Speaking on the report, Guy Czatoryski, Head of Coronation Research said: “We forecast an average US$58.00/bbl for 2019. An average much below this means the CBN will have to keep rates very high and could even challenge the Naira / US dollar exchange argument. An average much about US$60.00/bbl means the CBN will have confidence its reserve position and will be able to cut rates later in the year, in Q4, less likely Q3.”

Oil prices.

In Nigeria, a forecast of oil prices is integral to foreign exchange and interest rate forecasts.

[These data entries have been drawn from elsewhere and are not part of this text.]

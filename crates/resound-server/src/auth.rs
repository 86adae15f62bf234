//! Request authentication
//!
//! Authenticators map an incoming request to an external account id string.
//! Three strategies are supported: no authentication (every request lands in
//! the `default` account), a static HTTP Basic username/password pair, and
//! acoustid.biz API keys validated against the remote endpoint with an
//! in-process cache in front of it.

use std::time::Duration;

use async_trait::async_trait;
use axum::http::{header, HeaderMap};
use base64::engine::general_purpose::STANDARD;
use base64::Engine;
use serde::Deserialize;
use thiserror::Error;

use crate::cache::TtlCache;

/// How long a confirmed API key mapping stays cached.
const VALID_KEY_TTL: Duration = Duration::from_secs(60 * 60);

/// How long a rejected API key stays cached.
const INVALID_KEY_TTL: Duration = Duration::from_secs(60);

#[derive(Debug, Error)]
pub enum AuthError {
    /// The request carries no acceptable credentials.
    #[error("not authorized")]
    NotAuthorized,

    /// Credential validation itself failed; not the client's fault.
    #[error("failed to check credentials: {0}")]
    Provider(String),
}

/// Maps a request to an external account id.
#[async_trait]
pub trait Authenticator: Send + Sync {
    async fn authenticate(&self, headers: &HeaderMap) -> Result<String, AuthError>;
}

/// Accepts everything into the `default` account.
pub struct NoAuth;

#[async_trait]
impl Authenticator for NoAuth {
    async fn authenticate(&self, _headers: &HeaderMap) -> Result<String, AuthError> {
        Ok("default".to_string())
    }
}

/// Static HTTP Basic credentials.
pub struct PasswordAuth {
    pub username: String,
    pub password: String,
}

#[async_trait]
impl Authenticator for PasswordAuth {
    async fn authenticate(&self, headers: &HeaderMap) -> Result<String, AuthError> {
        match parse_basic_auth(headers) {
            Some((username, password))
                if username == self.username && password == self.password =>
            {
                Ok("default".to_string())
            }
            _ => Err(AuthError::NotAuthorized),
        }
    }
}

/// API keys validated against the acoustid.biz key endpoint.
///
/// Keys arrive as the password of an HTTP Basic pair whose username is
/// `x-acoustid-api-key`. Validation results are cached: confirmed keys for an
/// hour, rejected keys for a minute.
pub struct AcoustidBizAuth {
    endpoint: String,
    username: String,
    cache: TtlCache,
    client: reqwest::Client,
}

#[derive(Debug, Deserialize)]
struct ValidateApiKeyResponse {
    valid: bool,
    #[serde(default)]
    account_id: i64,
}

impl AcoustidBizAuth {
    pub fn new() -> Self {
        Self::with_endpoint("https://acoustid.biz/internal/validate-api-key")
    }

    pub fn with_endpoint(endpoint: &str) -> Self {
        AcoustidBizAuth {
            endpoint: endpoint.to_string(),
            username: "x-acoustid-api-key".to_string(),
            cache: TtlCache::new(),
            client: reqwest::Client::new(),
        }
    }

    async fn check(&self, api_key: &str) -> Result<String, AuthError> {
        let cache_key = format!("acoustid-biz-api-key:{api_key}");
        if let Some(account) = self.cache.get(&cache_key) {
            if account.is_empty() {
                return Err(AuthError::NotAuthorized);
            }
            return Ok(account);
        }

        let account = self.validate_api_key(api_key).await?;

        let ttl = if account.is_empty() {
            INVALID_KEY_TTL
        } else {
            VALID_KEY_TTL
        };
        self.cache.set(&cache_key, account.clone(), ttl);

        if account.is_empty() {
            return Err(AuthError::NotAuthorized);
        }
        Ok(account)
    }

    /// Ask the remote endpoint about an API key. Returns the external
    /// account id, or an empty string for a key the endpoint rejected.
    async fn validate_api_key(&self, api_key: &str) -> Result<String, AuthError> {
        let response = self
            .client
            .get(&self.endpoint)
            .query(&[("api_key", api_key), ("tag", "private")])
            .send()
            .await
            .map_err(|e| AuthError::Provider(e.to_string()))?;
        if !response.status().is_success() {
            return Err(AuthError::Provider(format!(
                "HTTP error {}",
                response.status()
            )));
        }
        let doc: ValidateApiKeyResponse = response
            .json()
            .await
            .map_err(|e| AuthError::Provider(e.to_string()))?;
        if !doc.valid {
            return Ok(String::new());
        }
        Ok(format!("acoustid-biz:{}", doc.account_id))
    }
}

impl Default for AcoustidBizAuth {
    fn default() -> Self {
        Self::new()
    }
}

#[async_trait]
impl Authenticator for AcoustidBizAuth {
    async fn authenticate(&self, headers: &HeaderMap) -> Result<String, AuthError> {
        match parse_basic_auth(headers) {
            Some((username, password))
                if username.eq_ignore_ascii_case(&self.username) && !password.is_empty() =>
            {
                self.check(&password).await
            }
            _ => Err(AuthError::NotAuthorized),
        }
    }
}

/// Decode an HTTP Basic `Authorization` header into username and password.
pub fn parse_basic_auth(headers: &HeaderMap) -> Option<(String, String)> {
    let header = headers.get(header::AUTHORIZATION)?.to_str().ok()?;
    let (scheme, payload) = header.split_once(' ')?;
    if !scheme.eq_ignore_ascii_case("basic") {
        return None;
    }
    let decoded = STANDARD.decode(payload.trim()).ok()?;
    let decoded = String::from_utf8(decoded).ok()?;
    let (username, password) = decoded.split_once(':')?;
    Some((username.to_string(), password.to_string()))
}

#[cfg(test)]
mod tests {
    use super::*;
    use axum::http::HeaderValue;

    fn basic_header(username: &str, password: &str) -> HeaderMap {
        let mut headers = HeaderMap::new();
        let token = STANDARD.encode(format!("{username}:{password}"));
        headers.insert(
            header::AUTHORIZATION,
            HeaderValue::from_str(&format!("Basic {token}")).unwrap(),
        );
        headers
    }

    #[tokio::test]
    async fn test_no_auth_maps_to_default() {
        let auth = NoAuth;
        assert_eq!(
            auth.authenticate(&HeaderMap::new()).await.unwrap(),
            "default"
        );
    }

    #[tokio::test]
    async fn test_password_auth() {
        let auth = PasswordAuth {
            username: "user".to_string(),
            password: "secret".to_string(),
        };
        assert_eq!(
            auth.authenticate(&basic_header("user", "secret")).await.unwrap(),
            "default"
        );
        assert!(auth
            .authenticate(&basic_header("user", "wrong"))
            .await
            .is_err());
        assert!(auth.authenticate(&HeaderMap::new()).await.is_err());
    }

    #[test]
    fn test_parse_basic_auth() {
        let headers = basic_header("x-acoustid-api-key", "key123");
        assert_eq!(
            parse_basic_auth(&headers),
            Some(("x-acoustid-api-key".to_string(), "key123".to_string()))
        );
    }

    #[test]
    fn test_parse_basic_auth_rejects_other_schemes() {
        let mut headers = HeaderMap::new();
        headers.insert(
            header::AUTHORIZATION,
            HeaderValue::from_static("Bearer abc"),
        );
        assert_eq!(parse_basic_auth(&headers), None);
        assert_eq!(parse_basic_auth(&HeaderMap::new()), None);
    }

    #[tokio::test]
    async fn test_acoustid_biz_requires_api_key_username() {
        let auth = AcoustidBizAuth::new();
        // Wrong username never reaches the remote endpoint.
        assert!(matches!(
            auth.authenticate(&basic_header("someone", "key")).await,
            Err(AuthError::NotAuthorized)
        ));
        assert!(matches!(
            auth.authenticate(&basic_header("x-acoustid-api-key", "")).await,
            Err(AuthError::NotAuthorized)
        ));
    }

    #[tokio::test]
    async fn test_acoustid_biz_uses_cached_verdicts() {
        let auth = AcoustidBizAuth::with_endpoint("http://127.0.0.1:9/unreachable");
        auth.cache.set(
            "acoustid-biz-api-key:good",
            "acoustid-biz:42".to_string(),
            Duration::from_secs(60),
        );
        auth.cache.set(
            "acoustid-biz-api-key:bad",
            String::new(),
            Duration::from_secs(60),
        );

        let account = auth
            .authenticate(&basic_header("x-acoustid-api-key", "good"))
            .await
            .unwrap();
        assert_eq!(account, "acoustid-biz:42");

        assert!(matches!(
            auth.authenticate(&basic_header("x-acoustid-api-key", "bad"))
                .await,
            Err(AuthError::NotAuthorized)
        ));
    }
}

Thanks to recently-realised calm in the oil futures market, derived in part from credible Saudi production cuts, we have some confidence in forecasting an average price (for Brent) of US$58.00/bbl in 2019.

Foreign exchange.

If oil prices trend at US$58.00/bbl, or more, in 2019 we believe that foreign portfolio investors will find Naira fixed income instruments credible and that the Central Bank of Nigeria (CBN) will supply no more than an average US$500m per month to the FX markets.  Starting with FX reserves of US$43bn, the CBN would have few problems defending the N365.29/US$1 rate in 2019.

Interest rates.

However, given our oil price outlook, the CBN is likely to continue its current interest rate policy in 2019, which is to offer risk-free Naira rates at levels attractive to foreign investors – 17.39% at the moment. The spread over domestic inflation (November: 11.28%) is sufficient, in our view. This points to a range of rates from 17.00%, to 19.00% if inflation spikes up around election time.

Possible interest rate cuts.

If oil prices trend substantially over US$60.00/bbl for more than a quarter in 2019, and the CBN’s FX reserves remain strong, interest rate cuts will be in the offing in Q4, we believe, or even in Q3. If inflation has by then trended down towards the CBN’s target of 6.00%-9.00%, these cuts could be deep.

Politics.

General elections are due in February and early March, giving the CBN more reasons to remain cautious with rates in the first half of the year. One electoral outcome could bring a market-friendly administration and relaxation of exchange controls.